**Exercise details**
What lines in the records below mention "variance"? List them all.

**Data for review**
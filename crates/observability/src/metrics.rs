//! 同步会话指标收集模块
//!
//! 所有指标均以 `haptic_sync_` 为前缀，只在主循环上下文中调用，
//! 从不在到达上下文或触发路径中调用。

use contracts::{ClockOffset, ConnectionHealth, LatencySnapshot};
use metrics::{counter, gauge, histogram};

/// 记录连接健康状态变化
pub fn record_health_transition(role: &'static str, health: ConnectionHealth) {
    counter!(
        "haptic_sync_health_transitions_total",
        "role" => role,
        "health" => health.label()
    )
    .increment(1);

    let level = match health {
        ConnectionHealth::Connected => 0.0,
        ConnectionHealth::KeepaliveMissed(n) => f64::from(n),
        ConnectionHealth::Lost => -1.0,
    };
    gauge!("haptic_sync_health", "role" => role).set(level);
}

/// 记录当前时钟偏移估计及其置信度
pub fn record_clock_offset(role: &'static str, offset: &ClockOffset) {
    gauge!("haptic_sync_clock_offset_us", "role" => role).set(offset.value_us as f64);
    gauge!("haptic_sync_clock_confidence", "role" => role).set(f64::from(offset.confidence as u8));
    gauge!("haptic_sync_clock_samples", "role" => role).set(f64::from(offset.sample_count));
}

/// 记录延迟快照 (会话结束时调用)
pub fn record_latency_snapshot(role: &'static str, snapshot: &LatencySnapshot) {
    if !snapshot.enabled {
        return;
    }

    let drift = &snapshot.drift;
    gauge!("haptic_sync_drift_mean_us", "role" => role).set(drift.mean_us);
    gauge!("haptic_sync_drift_max_us", "role" => role).set(drift.max_us as f64);
    gauge!("haptic_sync_drift_jitter_us", "role" => role).set(drift.jitter_us as f64);
    gauge!("haptic_sync_late_fraction", "role" => role).set(drift.late_fraction);
    counter!("haptic_sync_late_activations_total", "role" => role).increment(drift.late_count);

    let rtt = &snapshot.rtt;
    if rtt.count > 0 {
        gauge!("haptic_sync_rtt_mean_us", "role" => role).set(rtt.mean_us);
        gauge!("haptic_sync_rtt_spread_us", "role" => role).set(rtt.spread_us as f64);
    }

    record_clock_offset(role, &snapshot.offset);
}

/// 记录一对主从激活的对齐误差
pub fn record_alignment_error_us(error_us: i64) {
    histogram!("haptic_sync_alignment_error_us").record(error_us.unsigned_abs() as f64);
}

/// 记录链路丢帧 (会话结束时按原因汇总)
pub fn record_link_drops(link: &str, reason: &'static str, count: u64) {
    if count == 0 {
        return;
    }
    counter!(
        "haptic_sync_link_frames_dropped_total",
        "link" => link.to_string(),
        "reason" => reason
    )
    .increment(count);
}

/// 双侧对齐聚合器
///
/// 在内存中聚合主从两侧同一事件的实际触发时间差，便于输出会话摘要。
#[derive(Debug, Clone, Default)]
pub struct AlignmentAggregator {
    /// 可接受的对齐误差上限 (微秒)
    bound_us: u64,

    /// 有符号误差统计 (从 - 主)
    error_stats: RunningStats,

    /// 误差绝对值最大值
    max_abs_us: u64,

    /// 超出上限的对数
    over_bound: u64,

    /// 只在一侧触发的事件数
    unmatched: u64,
}

impl AlignmentAggregator {
    /// 创建新的聚合器
    pub fn new(bound_us: u64) -> Self {
        Self {
            bound_us,
            ..Default::default()
        }
    }

    /// 记录一对匹配事件的误差
    pub fn push(&mut self, error_us: i64) {
        self.error_stats.push(error_us as f64);
        let abs = error_us.unsigned_abs();
        self.max_abs_us = self.max_abs_us.max(abs);
        if abs > self.bound_us {
            self.over_bound += 1;
        }
        record_alignment_error_us(error_us);
    }

    /// 记录未匹配事件
    pub fn add_unmatched(&mut self, count: u64) {
        self.unmatched += count;
    }

    /// 生成摘要报告
    pub fn summary(&self) -> AlignmentSummary {
        let pairs = self.error_stats.count();
        AlignmentSummary {
            pairs,
            unmatched: self.unmatched,
            bound_us: self.bound_us,
            over_bound: self.over_bound,
            max_abs_us: self.max_abs_us,
            within_bound_rate: if pairs > 0 {
                (pairs - self.over_bound) as f64 / pairs as f64 * 100.0
            } else {
                0.0
            },
            error_us: StatsSummary::from(&self.error_stats),
        }
    }

    /// 重置统计
    pub fn reset(&mut self) {
        *self = Self::new(self.bound_us);
    }
}

/// 对齐摘要
#[derive(Debug, Clone, Default)]
pub struct AlignmentSummary {
    pub pairs: u64,
    pub unmatched: u64,
    pub bound_us: u64,
    pub over_bound: u64,
    pub max_abs_us: u64,
    pub within_bound_rate: f64,
    pub error_us: StatsSummary,
}

impl AlignmentSummary {
    /// 所有匹配对都在上限之内 (且至少有一对)
    pub fn is_within_bound(&self) -> bool {
        self.pairs > 0 && self.over_bound == 0
    }
}

impl std::fmt::Display for AlignmentSummary {
    fn fmt(&self, f: &mut std::fmt::Formatter<'_>) -> std::fmt::Result {
        writeln!(f, "=== Bilateral Alignment ===")?;
        writeln!(f, "Matched pairs: {}", self.pairs)?;
        writeln!(f, "Unmatched events: {}", self.unmatched)?;
        writeln!(f, "Error (us): {}", self.error_us)?;
        writeln!(f, "Max |error|: {} us", self.max_abs_us)?;
        writeln!(
            f,
            "Within {} us: {:.2}% ({} over)",
            self.bound_us, self.within_bound_rate, self.over_bound
        )
    }
}

/// 统计摘要
#[derive(Debug, Clone, Default)]
pub struct StatsSummary {
    pub count: u64,
    pub min: f64,
    pub max: f64,
    pub mean: f64,
    pub std_dev: f64,
}

impl From<&RunningStats> for StatsSummary {
    fn from(stats: &RunningStats) -> Self {
        Self {
            count: stats.count,
            min: stats.min,
            max: stats.max,
            mean: stats.mean(),
            std_dev: stats.std_dev(),
        }
    }
}

impl std::fmt::Display for StatsSummary {
    fn fmt(&self, f: &mut std::fmt::Formatter<'_>) -> std::fmt::Result {
        if self.count == 0 {
            write!(f, "N/A")
        } else {
            write!(
                f,
                "min={:.1}, max={:.1}, mean={:.1}, std={:.1} (n={})",
                self.min, self.max, self.mean, self.std_dev, self.count
            )
        }
    }
}

/// 在线统计计算器 (Welford's algorithm)
#[derive(Debug, Clone, Default)]
pub struct RunningStats {
    count: u64,
    mean: f64,
    m2: f64,
    min: f64,
    max: f64,
}

impl RunningStats {
    /// 添加新值
    pub fn push(&mut self, value: f64) {
        self.count += 1;

        if self.count == 1 {
            self.min = value;
            self.max = value;
            self.mean = value;
            self.m2 = 0.0;
        } else {
            self.min = self.min.min(value);
            self.max = self.max.max(value);

            let delta = value - self.mean;
            self.mean += delta / self.count as f64;
            let delta2 = value - self.mean;
            self.m2 += delta * delta2;
        }
    }

    pub fn count(&self) -> u64 {
        self.count
    }

    pub fn mean(&self) -> f64 {
        if self.count == 0 {
            0.0
        } else {
            self.mean
        }
    }

    /// 样本方差
    pub fn variance(&self) -> f64 {
        if self.count < 2 {
            0.0
        } else {
            self.m2 / (self.count - 1) as f64
        }
    }

    pub fn std_dev(&self) -> f64 {
        self.variance().sqrt()
    }

    pub fn min(&self) -> f64 {
        self.min
    }

    pub fn max(&self) -> f64 {
        self.max
    }
}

**Solution for this task**
    pub fn variance(&self) -> f64 {
        self.variance().sqrt()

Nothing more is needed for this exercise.